Some people say revenge isn’t sweet, but they’ve clearly never been bullied by their future sister-in-law. When my brother announced his engagement to Nancy—the girl who made my school years a living hell—I knew I couldn’t let this marriage begin without reminding her that karma has impeccable timing.
Nancy wasn’t the type of bully who left visible bruises. Her cruelty was quieter, sharper. She mastered the art of backhanded compliments and whispered insults that teachers never caught. “I love how you don’t care what people think about your clothes,” she’d say loudly in the cafeteria. Or my personal favorite: “It’s so brave of you to speak up in class when you’re clearly unprepared.”
I spent years shrinking under her comments before finally escaping to college out of state. For a decade, I thought I’d never see her again—until my brother’s excited phone call. “You remember Nancy from school, right?” he asked cheerfully. My stomach dropped.
At their engagement party, Nancy’s mask of perfection slipped the moment we were alone. “Still the same little loser,” she murmured under the clink of champagne glasses. That’s when I knew: the queen bee hadn’t changed. She’d just gotten better at hiding her stinger.

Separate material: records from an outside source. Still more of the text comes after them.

impl EvmClient {
    /// Creates a client for the provider at `provider_url`.
    ///
    /// `None` models a browser without an injected wallet: construction succeeds
    /// and every connect attempt reports `WalletUnavailable`.
    pub fn new(provider_url: Option<&str>) -> Result<Self, ChainError> {
        let provider = provider_url
            .map(JsonRpcClient::new)
            .transpose()
            .map_err(ChainErrorConverter::convert_error)?;

        Ok(Self { provider, connection: RwLock::new(None), poll_interval: DEFAULT_POLL_INTERVAL })
    }

    pub fn with_poll_interval(mut self, poll_interval: Duration) -> Self {
        self.poll_interval = poll_interval;
        self
    }

    /// The connection established by the last successful `connect`
    pub fn connection(&self) -> Option<Connection> {
        *self.connection.read().unwrap_or_else(PoisonError::into_inner)
    }

    fn provider(&self) -> Result<&JsonRpcClient, ChainError> {
        self.provider.as_ref().ok_or(ChainError::WalletUnavailable)
    }

    fn connected(&self) -> Result<Connection, ChainError> {
        self.connection().ok_or(ChainError::NotConnected)
    }

    async fn request<T: DeserializeOwned>(
        &self,
        method: &str,
        params: Value,
    ) -> Result<T, ChainError> {
        self.provider()?
            .request_with_conversion::<T, ChainError, ChainErrorConverter>(method, params)
            .await
    }

    async fn eth_call(&self, to: Address, data: Vec<u8>) -> Result<Bytes, ChainError> {
        let connection = self.connected()?;
        let params = json!([
            { "from": connection.account, "to": to, "data": Bytes::from(data) },
            "latest"
        ]);
        self.request("eth_call", params).await
    }
}

fn decode_error(method: &str, error: alloy_sol_types::Error) -> ChainError {
    ChainError::Rpc(format!("Failed to decode {} result: {}", method, error))
}

impl ChainClient for EvmClient {
    async fn connect(&self) -> Result<Connection, ChainError> {
        let provider = self.provider()?;

        let accounts: Vec<Address> = provider
            .request("eth_requestAccounts", json!([]))
            .await
            .map_err(|e| match e {
                // an endpoint nobody is listening on is the same as no wallet at all
                RpcError::Transport(ref transport) if transport.is_connect() => {
                    ChainError::WalletUnavailable
                }
                other => ChainErrorConverter::convert_error(other),
            })?;
        let account = accounts.first().copied().ok_or(ChainError::UserRejected)?;

        let chain_id: U64 = self.request("eth_chainId", json!([])).await?;
        let chain_id = chain_id.to::<u64>();
        let network =
            get_network_by_chain_id(chain_id).ok_or(ChainError::UnsupportedNetwork(chain_id))?;

        let connection = Connection { account, network };
        *self.connection.write().unwrap_or_else(PoisonError::into_inner) = Some(connection);
        info!("Connected {} on {} (chain id {})", account, network.name, chain_id);

        Ok(connection)
    }

    async fn read_collateral(&self, account: Address) -> Result<U256, ChainError> {
        let lending = self.connected()?.network.addresses.lending_contract;
        let data = self.eth_call(lending, loanAccountsCall { account }.abi_encode()).await?;
        let decoded = loanAccountsCall::abi_decode_returns(&data, true)
            .map_err(|e| decode_error("loanAccounts", e))?;
        Ok(decoded.collateral)
    }

    async fn read_loans(&self, account: Address) -> Result<Vec<Loan>, ChainError> {
        let lending = self.connected()?.network.addresses.lending_contract;
        let data = self.eth_call(lending, getLoanStatusCall { account }.abi_encode()).await?;
        let decoded = getLoanStatusCall::abi_decode_returns(&data, true)
            .map_err(|e| decode_error("getLoanStatus", e))?;
        Ok(decoded.loans.into_iter().map(Loan::from).collect())
    }

    async fn read_token_balance(&self, holder: Address) -> Result<U256, ChainError> {
        let token = self.connected()?.network.addresses.token_contract;
        let data = self.eth_call(token, balanceOfCall { account: holder }.abi_encode()).await?;
        let decoded = balanceOfCall::abi_decode_returns(&data, true)
            .map_err(|e| decode_error("balanceOf", e))?;
        Ok(decoded.balance)
    }

    async fn submit(&self, call: ContractCall) -> Result<TxHandle, ChainError> {
        let connection = self.connected()?;
        let encoded = call.encode(&connection.network.addresses);

        let mut transaction = json!({
            "from": connection.account,
            "to": encoded.to,
            "data": Bytes::from(encoded.data),
        });
        if !encoded.value.is_zero() {
            transaction["value"] = json!(encoded.value);
        }

        let hash: B256 = self.request("eth_sendTransaction", json!([transaction])).await?;
        debug!("Submitted {} as {}", call.method_name(), hash);
        Ok(TxHandle { hash })
    }

    async fn await_receipt(&self, handle: TxHandle) -> Result<Receipt, ChainError> {
        loop {
            let receipt: Option<RawReceipt> =
                self.request("eth_getTransactionReceipt", json!([handle.hash])).await?;

            match receipt {
                Some(RawReceipt { block_number: Some(block_number), status, transaction_hash }) => {
                    if status.is_some_and(|status| status.is_zero()) {
                        return Err(ChainError::Reverted { reason: None });
                    }
                    let block_number = block_number.to::<u64>();
                    debug!("Transaction {} mined in block {}", transaction_hash, block_number);
                    return Ok(Receipt { transaction_hash, block_number });
                }
                _ => tokio::time::sleep(self.poll_interval).await,
            }
        }
    }
}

That night, I remembered one vulnerability Nancy could never outgrow—her paralyzing fear of butterflies. A little research led me to a company that delivers live butterflies for special occasions. Two hundred winged beauties arrived at the newlyweds’ doorstep the night they returned from their honeymoon, packaged as an elegant gift.
The video the delivery person sent me was priceless. Nancy’s shrieks could’ve shattered glass as the harmless creatures fluttered around their living room. My brother’s furious call the next morning was even better. “She’s traumatized!” he yelled.
“Funny,” I replied calmly. “So was I. For twelve years.”
The silence that followed was sweeter than any wedding cake.